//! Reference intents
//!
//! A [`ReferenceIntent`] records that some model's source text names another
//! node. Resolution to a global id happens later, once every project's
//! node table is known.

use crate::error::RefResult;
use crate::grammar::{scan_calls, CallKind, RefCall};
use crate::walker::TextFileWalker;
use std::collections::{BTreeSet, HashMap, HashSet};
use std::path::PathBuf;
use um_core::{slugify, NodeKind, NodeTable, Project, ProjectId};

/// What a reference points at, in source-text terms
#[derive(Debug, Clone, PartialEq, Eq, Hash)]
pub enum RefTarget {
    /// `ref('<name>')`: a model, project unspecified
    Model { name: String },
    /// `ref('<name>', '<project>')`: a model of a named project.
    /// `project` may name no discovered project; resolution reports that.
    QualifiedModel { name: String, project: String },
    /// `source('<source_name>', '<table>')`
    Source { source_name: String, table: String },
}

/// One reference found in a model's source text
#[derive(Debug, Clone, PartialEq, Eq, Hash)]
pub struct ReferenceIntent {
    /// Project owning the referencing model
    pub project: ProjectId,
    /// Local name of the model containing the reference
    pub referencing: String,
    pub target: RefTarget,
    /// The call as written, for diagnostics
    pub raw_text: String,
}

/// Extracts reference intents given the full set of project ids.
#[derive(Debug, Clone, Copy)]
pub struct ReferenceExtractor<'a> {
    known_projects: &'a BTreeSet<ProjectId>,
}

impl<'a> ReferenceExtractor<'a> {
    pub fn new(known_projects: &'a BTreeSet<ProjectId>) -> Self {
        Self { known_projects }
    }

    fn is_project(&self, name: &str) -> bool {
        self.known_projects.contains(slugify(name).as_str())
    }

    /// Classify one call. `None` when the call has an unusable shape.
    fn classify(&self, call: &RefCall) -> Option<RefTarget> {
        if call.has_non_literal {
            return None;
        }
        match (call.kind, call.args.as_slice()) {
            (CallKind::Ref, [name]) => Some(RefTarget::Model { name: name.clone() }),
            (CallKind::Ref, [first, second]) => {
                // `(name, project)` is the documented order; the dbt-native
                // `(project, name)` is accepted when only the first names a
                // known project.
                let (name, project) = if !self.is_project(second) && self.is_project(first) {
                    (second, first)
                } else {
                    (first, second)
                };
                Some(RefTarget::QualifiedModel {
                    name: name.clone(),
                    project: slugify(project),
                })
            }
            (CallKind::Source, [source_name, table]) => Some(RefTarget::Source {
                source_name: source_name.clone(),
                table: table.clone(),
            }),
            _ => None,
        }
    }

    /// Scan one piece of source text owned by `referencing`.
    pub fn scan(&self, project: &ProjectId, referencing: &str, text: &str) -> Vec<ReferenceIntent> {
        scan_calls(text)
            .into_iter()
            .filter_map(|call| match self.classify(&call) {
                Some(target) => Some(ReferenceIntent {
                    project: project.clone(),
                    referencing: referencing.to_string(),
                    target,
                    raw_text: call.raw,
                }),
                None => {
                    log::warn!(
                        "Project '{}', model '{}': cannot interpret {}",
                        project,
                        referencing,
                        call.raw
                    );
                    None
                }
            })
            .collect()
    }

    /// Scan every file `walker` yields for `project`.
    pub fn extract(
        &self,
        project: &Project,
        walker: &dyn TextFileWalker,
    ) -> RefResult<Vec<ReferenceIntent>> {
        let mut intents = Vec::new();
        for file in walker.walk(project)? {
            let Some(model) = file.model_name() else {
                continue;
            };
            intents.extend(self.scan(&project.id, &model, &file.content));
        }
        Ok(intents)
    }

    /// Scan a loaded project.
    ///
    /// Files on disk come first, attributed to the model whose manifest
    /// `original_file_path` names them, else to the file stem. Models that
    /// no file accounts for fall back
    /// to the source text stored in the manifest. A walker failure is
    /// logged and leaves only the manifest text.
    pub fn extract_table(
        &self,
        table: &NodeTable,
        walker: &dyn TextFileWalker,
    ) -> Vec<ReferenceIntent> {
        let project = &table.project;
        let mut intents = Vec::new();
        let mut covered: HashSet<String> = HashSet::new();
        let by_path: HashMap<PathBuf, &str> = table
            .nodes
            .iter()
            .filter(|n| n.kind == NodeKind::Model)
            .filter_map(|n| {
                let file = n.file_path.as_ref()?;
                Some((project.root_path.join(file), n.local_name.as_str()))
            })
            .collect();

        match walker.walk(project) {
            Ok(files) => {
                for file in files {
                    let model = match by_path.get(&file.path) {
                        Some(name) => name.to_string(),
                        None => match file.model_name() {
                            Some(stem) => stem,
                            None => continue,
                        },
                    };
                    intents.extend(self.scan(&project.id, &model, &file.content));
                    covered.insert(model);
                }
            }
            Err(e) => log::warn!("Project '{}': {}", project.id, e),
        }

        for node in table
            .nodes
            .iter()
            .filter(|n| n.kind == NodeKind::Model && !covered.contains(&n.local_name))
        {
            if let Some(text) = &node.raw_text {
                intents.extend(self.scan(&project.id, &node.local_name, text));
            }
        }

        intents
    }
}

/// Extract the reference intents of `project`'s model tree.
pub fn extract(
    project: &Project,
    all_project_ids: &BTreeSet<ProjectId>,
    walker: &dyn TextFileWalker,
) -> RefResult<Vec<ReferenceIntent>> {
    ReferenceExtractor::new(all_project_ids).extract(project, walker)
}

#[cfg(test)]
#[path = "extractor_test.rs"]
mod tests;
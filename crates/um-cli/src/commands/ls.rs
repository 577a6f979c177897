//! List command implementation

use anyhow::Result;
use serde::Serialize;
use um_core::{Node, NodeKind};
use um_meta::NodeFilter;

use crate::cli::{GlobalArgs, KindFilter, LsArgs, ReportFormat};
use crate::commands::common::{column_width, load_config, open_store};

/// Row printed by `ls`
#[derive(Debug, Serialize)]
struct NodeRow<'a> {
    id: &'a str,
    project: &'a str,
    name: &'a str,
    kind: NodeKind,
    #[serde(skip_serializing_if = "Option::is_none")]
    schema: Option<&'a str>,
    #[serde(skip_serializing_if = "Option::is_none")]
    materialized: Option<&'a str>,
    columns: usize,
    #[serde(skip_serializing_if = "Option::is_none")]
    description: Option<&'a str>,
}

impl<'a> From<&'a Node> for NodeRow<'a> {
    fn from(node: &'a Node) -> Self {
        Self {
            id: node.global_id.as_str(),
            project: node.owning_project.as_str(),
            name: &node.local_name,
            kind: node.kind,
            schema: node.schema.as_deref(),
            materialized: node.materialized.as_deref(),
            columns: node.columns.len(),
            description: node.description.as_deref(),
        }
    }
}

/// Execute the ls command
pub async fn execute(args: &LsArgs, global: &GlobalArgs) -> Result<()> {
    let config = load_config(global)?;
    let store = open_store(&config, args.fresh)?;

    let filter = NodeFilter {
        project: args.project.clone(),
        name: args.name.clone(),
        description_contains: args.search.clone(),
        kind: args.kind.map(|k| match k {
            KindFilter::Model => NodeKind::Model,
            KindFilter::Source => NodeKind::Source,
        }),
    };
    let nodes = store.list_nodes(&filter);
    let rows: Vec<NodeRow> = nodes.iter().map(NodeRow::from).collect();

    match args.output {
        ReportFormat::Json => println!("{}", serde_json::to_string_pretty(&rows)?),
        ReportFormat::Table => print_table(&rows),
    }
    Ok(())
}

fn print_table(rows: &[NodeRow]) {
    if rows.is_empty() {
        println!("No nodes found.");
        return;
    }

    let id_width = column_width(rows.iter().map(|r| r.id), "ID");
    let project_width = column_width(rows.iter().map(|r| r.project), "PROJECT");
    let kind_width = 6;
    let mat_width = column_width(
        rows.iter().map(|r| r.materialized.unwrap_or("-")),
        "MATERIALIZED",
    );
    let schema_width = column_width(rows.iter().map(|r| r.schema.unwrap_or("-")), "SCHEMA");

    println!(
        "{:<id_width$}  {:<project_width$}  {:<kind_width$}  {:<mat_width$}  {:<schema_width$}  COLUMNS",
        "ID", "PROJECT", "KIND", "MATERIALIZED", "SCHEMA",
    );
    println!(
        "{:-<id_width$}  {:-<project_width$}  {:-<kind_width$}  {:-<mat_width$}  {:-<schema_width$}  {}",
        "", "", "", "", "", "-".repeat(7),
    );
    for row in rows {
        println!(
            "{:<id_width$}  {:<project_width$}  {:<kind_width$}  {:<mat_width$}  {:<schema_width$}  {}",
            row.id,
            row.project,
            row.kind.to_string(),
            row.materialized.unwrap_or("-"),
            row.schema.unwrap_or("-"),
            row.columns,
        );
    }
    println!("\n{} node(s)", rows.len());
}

======

For the string "HashSet", go line by line through the material and copy every line that has it.

_FINISHED TASK_.
use std::collections::{BTreeSet, HashMap, HashSet};
        let mut covered: HashSet<String> = HashSet::new();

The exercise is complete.